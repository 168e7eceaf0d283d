use tracing::debug;

use super::{
    AxisKind, BusyLock, ChannelCalibration, ChannelDisplayProperties, ChannelInit, ChannelStore,
    ColorTable, CoreError, Dimensions, PixelBuffer, PixelStore, PixelType, Position, Result,
    SpatialCalibration,
};

/// Capability of a host image to be viewed as an [`Image5D`].
pub trait Is5D {
    fn as_image5d(&self) -> Option<&Image5D>;

    fn as_image5d_mut(&mut self) -> Option<&mut Image5D>;

    fn is_5d(&self) -> bool {
        self.as_image5d().is_some()
    }
}

#[derive(Debug, Clone, Copy, PartialEq, Eq)]
pub enum PositionState {
    /// No position selected yet; no channel is live.
    Idle,
    Active(Position),
}

#[derive(Debug, Clone, Copy, PartialEq, Default)]
pub enum BlankFill {
    #[default]
    Black,
    White,
    Value(f64),
}

/// Which channel settings [`Image5D::transfer_channel_settings`] copies.
#[derive(Debug, Clone, Copy, PartialEq, Eq)]
pub struct TransferOptions {
    pub colors: bool,
    pub labels: bool,
    pub calibrations: bool,
}

impl Default for TransferOptions {
    fn default() -> Self {
        Self {
            colors: true,
            labels: true,
            calibrations: true,
        }
    }
}

/// A five-dimensional image: pixel planes, per-channel metadata and the
/// current position.
#[derive(Debug, Clone)]
pub struct Image5D {
    title: String,
    pixels: PixelStore,
    channels: ChannelStore,
    state: PositionState,
    lock: BusyLock,
    spatial: SpatialCalibration,
}

impl Image5D {
    /// Wraps an existing stack of planes, ordered channel fastest.
    pub fn from_stack(
        title: impl Into<String>,
        width: usize,
        height: usize,
        planes: Vec<PixelBuffer>,
        channels: usize,
        slices: usize,
        frames: usize,
    ) -> Result<Self> {
        let plane_count = channels
            .checked_mul(slices)
            .and_then(|count| count.checked_mul(frames));
        if plane_count != Some(planes.len()) {
            return Err(CoreError::DimensionMismatch {
                channels,
                slices,
                frames,
                plane_count: planes.len(),
            });
        }
        let dims = Dimensions::new(width, height, channels, slices, frames)?;
        let pixel_type = planes[0].pixel_type();
        let pixels = PixelStore::new(dims, pixel_type, planes)?;
        Ok(Self::assemble(title.into(), pixels))
    }

    pub fn blank(
        title: impl Into<String>,
        pixel_type: PixelType,
        dims: Dimensions,
        fill: BlankFill,
    ) -> Self {
        let value = match fill {
            BlankFill::Black => 0.0,
            BlankFill::White => pixel_type.white_value(),
            BlankFill::Value(value) => value,
        };
        Self::assemble(title.into(), PixelStore::filled(dims, pixel_type, value))
    }

    fn assemble(title: String, pixels: PixelStore) -> Self {
        let defaults = ChannelDisplayProperties::for_pixel_type(pixels.pixel_type());
        let channels = ChannelStore::new(pixels.dimensions().channels, defaults);
        Self {
            title,
            pixels,
            channels,
            state: PositionState::Idle,
            lock: BusyLock::default(),
            spatial: SpatialCalibration::default(),
        }
    }

    pub fn title(&self) -> &str {
        &self.title
    }

    pub fn set_title(&mut self, title: impl Into<String>) {
        self.title = title.into();
    }

    pub fn dimensions(&self) -> Dimensions {
        self.pixels.dimensions()
    }

    pub fn dimension_size(&self, axis: AxisKind) -> usize {
        self.dimensions().size(axis)
    }

    pub fn n_channels(&self) -> usize {
        self.dimensions().channels
    }

    pub fn n_slices(&self) -> usize {
        self.dimensions().slices
    }

    pub fn n_frames(&self) -> usize {
        self.dimensions().frames
    }

    pub fn pixel_type(&self) -> PixelType {
        self.pixels.pixel_type()
    }

    pub fn spatial_calibration(&self) -> &SpatialCalibration {
        &self.spatial
    }

    pub fn set_spatial_calibration(&mut self, calibration: SpatialCalibration) {
        self.spatial = calibration;
    }

    pub fn state(&self) -> PositionState {
        self.state
    }

    pub fn current_position(&self) -> Option<Position> {
        match self.state {
            PositionState::Idle => None,
            PositionState::Active(position) => Some(position),
        }
    }

    pub fn current_channel(&self) -> Option<usize> {
        self.current_position().map(|position| position.channel)
    }

    /// Moves to `position`. A channel change commits the outgoing channel's
    /// live display state and loads the incoming one. Nothing changes on error.
    pub fn set_position(&mut self, position: Position) -> Result<()> {
        self.dimensions().validate(&position)?;
        if self.current_channel() != Some(position.channel) {
            self.channels.switch_to(position.channel)?;
            debug!(
                title = %self.title,
                channel = position.channel,
                "switched live channel"
            );
        }
        self.state = PositionState::Active(position);
        Ok(())
    }

    /// Changes only the channel of the current position (origin when idle).
    pub fn set_channel(&mut self, channel: usize) -> Result<()> {
        let position = self.current_position().unwrap_or_default();
        self.set_position(position.with(AxisKind::Channel, channel))
    }

    /// Grows `axis` to `new_size`, appending zeroed planes or copies of the
    /// plane at the current position.
    pub fn expand_dimension(
        &mut self,
        axis: AxisKind,
        new_size: usize,
        copy_current: bool,
    ) -> Result<()> {
        if !axis.is_expandable() {
            return Err(CoreError::NotExpandable(axis));
        }
        let current = self.dimension_size(axis);
        if new_size < current {
            return Err(CoreError::InvalidExpansion {
                axis,
                current,
                requested: new_size,
            });
        }
        if new_size == current {
            return Ok(());
        }

        let template = if copy_current {
            Some(self.current_pixels()?.clone())
        } else {
            None
        };
        if let Some(live) = self.channels.live_channel() {
            self.channels.store(live)?;
        }
        for at in current..new_size {
            let dims = self.dimensions();
            let count = dims.with_size(axis, at + 1).plane_count() - dims.plane_count();
            let buffers = (0..count)
                .map(|_| {
                    template
                        .clone()
                        .unwrap_or_else(|| self.pixels.create_empty())
                })
                .collect::<Vec<_>>();
            self.pixels.insert_slices(axis, at, buffers)?;
        }
        if axis == AxisKind::Channel {
            self.channels.expand(new_size, ChannelInit::Defaults)?;
        }
        debug!(title = %self.title, %axis, new_size, copy_current, "expanded dimension");
        Ok(())
    }

    pub fn create_empty_pixels(&self) -> PixelBuffer {
        self.pixels.create_empty()
    }

    pub fn pixels(&self, position: &Position) -> Result<&PixelBuffer> {
        self.pixels.pixels(position)
    }

    pub fn plane(&self, channel: usize, slice: usize, frame: usize) -> Result<&PixelBuffer> {
        self.pixels.plane(channel, slice, frame)
    }

    /// Plane at the current position, or at the origin when idle.
    pub fn current_pixels(&self) -> Result<&PixelBuffer> {
        let position = self.current_position().unwrap_or_default();
        self.pixels.pixels(&position)
    }

    pub fn set_pixels(&mut self, position: &Position, buffer: PixelBuffer) -> Result<()> {
        self.pixels.set_pixels(position, buffer)
    }

    pub fn pixel(&self, position: &Position) -> Result<f64> {
        self.pixels.pixel(position)
    }

    pub fn set_pixel(&mut self, position: &Position, value: f64) -> Result<()> {
        self.pixels.set_pixel(position, value)
    }

    /// Calibrated value of the sample at `position`.
    pub fn calibrated_value(&self, position: &Position) -> Result<f64> {
        let raw = self.pixel(position)?;
        Ok(self.channels.calibration(position.channel)?.apply(raw))
    }

    /// Copies of all planes in flat stack order.
    pub fn to_stack(&self) -> Vec<PixelBuffer> {
        self.pixels.planes().to_vec()
    }

    pub fn pixel_store(&self) -> &PixelStore {
        &self.pixels
    }

    pub fn channel_calibration(&self, channel: usize) -> Result<&ChannelCalibration> {
        self.channels.calibration(channel)
    }

    pub fn channel_calibration_mut(&mut self, channel: usize) -> Result<&mut ChannelCalibration> {
        self.channels.calibration_mut(channel)
    }

    pub fn set_channel_calibration(
        &mut self,
        channel: usize,
        calibration: &ChannelCalibration,
    ) -> Result<()> {
        self.channels.set_calibration(channel, calibration)
    }

    pub fn channel_display_properties(&self, channel: usize) -> Result<ChannelDisplayProperties> {
        self.channels.display_properties(channel)
    }

    pub fn set_channel_display_properties(
        &mut self,
        channel: usize,
        properties: &ChannelDisplayProperties,
    ) -> Result<()> {
        self.channels.set_display_properties(channel, properties)
    }

    pub fn set_channel_color_table(&mut self, channel: usize, table: ColorTable) -> Result<()> {
        let mut properties = self.channels.display_properties(channel)?;
        properties.color_table = table;
        self.channels.set_display_properties(channel, &properties)
    }

    pub fn set_channel_labels<S: AsRef<str>>(&mut self, labels: &[S]) -> Result<()> {
        for (channel, label) in labels.iter().take(self.n_channels()).enumerate() {
            self.channels
                .calibration_mut(channel)?
                .set_label(label.as_ref());
        }
        Ok(())
    }

    pub fn store_channel_properties(&mut self, channel: usize) -> Result<()> {
        self.channels.store(channel)
    }

    /// Reloads the stored record of `channel` into the live slot. For any
    /// channel other than the current one this is a channel switch, so the
    /// live channel stays the current channel.
    pub fn restore_channel_properties(&mut self, channel: usize) -> Result<()> {
        if self.current_channel() == Some(channel) {
            self.channels.restore(channel)
        } else {
            self.set_channel(channel)
        }
    }

    pub fn store_current_channel_properties(&mut self) -> Result<()> {
        match self.current_channel() {
            Some(channel) => self.channels.store(channel),
            None => Ok(()),
        }
    }

    pub fn restore_current_channel_properties(&mut self) -> Result<()> {
        match self.current_channel() {
            Some(channel) => self.channels.restore(channel),
            None => Ok(()),
        }
    }

    /// Display state a renderer draws the current channel with.
    pub fn live_display(&self) -> &ChannelDisplayProperties {
        self.channels.live()
    }

    /// Mutable live display state. Edits reach the current channel's stored
    /// record on the next store or channel switch.
    pub fn live_display_mut(&mut self) -> &mut ChannelDisplayProperties {
        self.channels.live_mut()
    }

    /// Fits the display window of `channel` to the extent of its pixel data.
    pub fn reset_display_range(&mut self, channel: usize) -> Result<()> {
        let Some((min, max)) = self.pixels.channel_min_max(channel)? else {
            return Ok(());
        };
        let mut properties = self.channels.display_properties(channel)?;
        properties.set_display_range(min, max);
        self.channels.set_display_properties(channel, &properties)
    }

    /// Gives every channel whose `has_color_table` entry is false a hue ramp
    /// spread evenly around the color wheel.
    pub fn assign_default_color_tables(&mut self, has_color_table: &[bool]) -> Result<()> {
        let n_channels = self.n_channels();
        for channel in 0..n_channels {
            if has_color_table.get(channel).copied().unwrap_or(false) {
                continue;
            }
            let hue = channel as f32 / n_channels as f32;
            self.set_channel_color_table(channel, ColorTable::from_hue(hue))?;
        }
        Ok(())
    }

    /// Swaps pixel planes and metadata of two channels.
    pub fn swap_channels(&mut self, first: usize, second: usize) -> Result<()> {
        self.channels.swap(first, second)?;
        self.pixels.swap_channels(first, second)
    }

    /// Copies color tables, labels and calibration functions of the first
    /// `min(n, m)` channels of `source`. Runs under the image lock.
    pub fn transfer_channel_settings(
        &mut self,
        source: &Image5D,
        options: TransferOptions,
    ) -> Result<()> {
        self.batch("transfer channel settings", |dest| {
            let shared = source.n_channels().min(dest.n_channels());
            for channel in 0..shared {
                if options.colors {
                    let table = source.channel_display_properties(channel)?.color_table;
                    dest.set_channel_color_table(channel, table)?;
                }
                let origin = source.channel_calibration(channel)?;
                let target = dest.channel_calibration_mut(channel)?;
                if options.labels {
                    target.set_label(origin.label());
                }
                if options.calibrations {
                    target.set_function_from(origin);
                }
            }
            Ok(())
        })
    }

    /// Independent copy with a new title. The lock is not carried over.
    pub fn duplicate(&self, title: impl Into<String>) -> Self {
        Self {
            title: title.into(),
            lock: BusyLock::default(),
            ..self.clone()
        }
    }

    pub fn try_lock(&mut self, owner: &str) -> bool {
        self.lock.try_lock(owner)
    }

    pub fn unlock(&mut self, owner: &str) -> bool {
        self.lock.unlock(owner)
    }

    pub fn is_locked(&self) -> bool {
        self.lock.is_locked()
    }

    /// Runs `operation` holding the lock for `owner`; fails fast if it is held.
    pub fn batch<R>(
        &mut self,
        owner: &str,
        operation: impl FnOnce(&mut Self) -> Result<R>,
    ) -> Result<R> {
        if !self.lock.try_lock(owner) {
            return Err(CoreError::ResourceBusy {
                title: self.title.clone(),
                owner: self.lock.owner().unwrap_or_default().to_string(),
            });
        }
        let result = operation(self);
        self.lock.unlock(owner);
        result
    }
}

impl Is5D for Image5D {
    fn as_image5d(&self) -> Option<&Image5D> {
        Some(self)
    }

    fn as_image5d_mut(&mut self) -> Option<&mut Image5D> {
        Some(self)
    }
}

- Requirement
Your answer must be a single number: the count of lines in the data that contain the string "record".

- Written response
2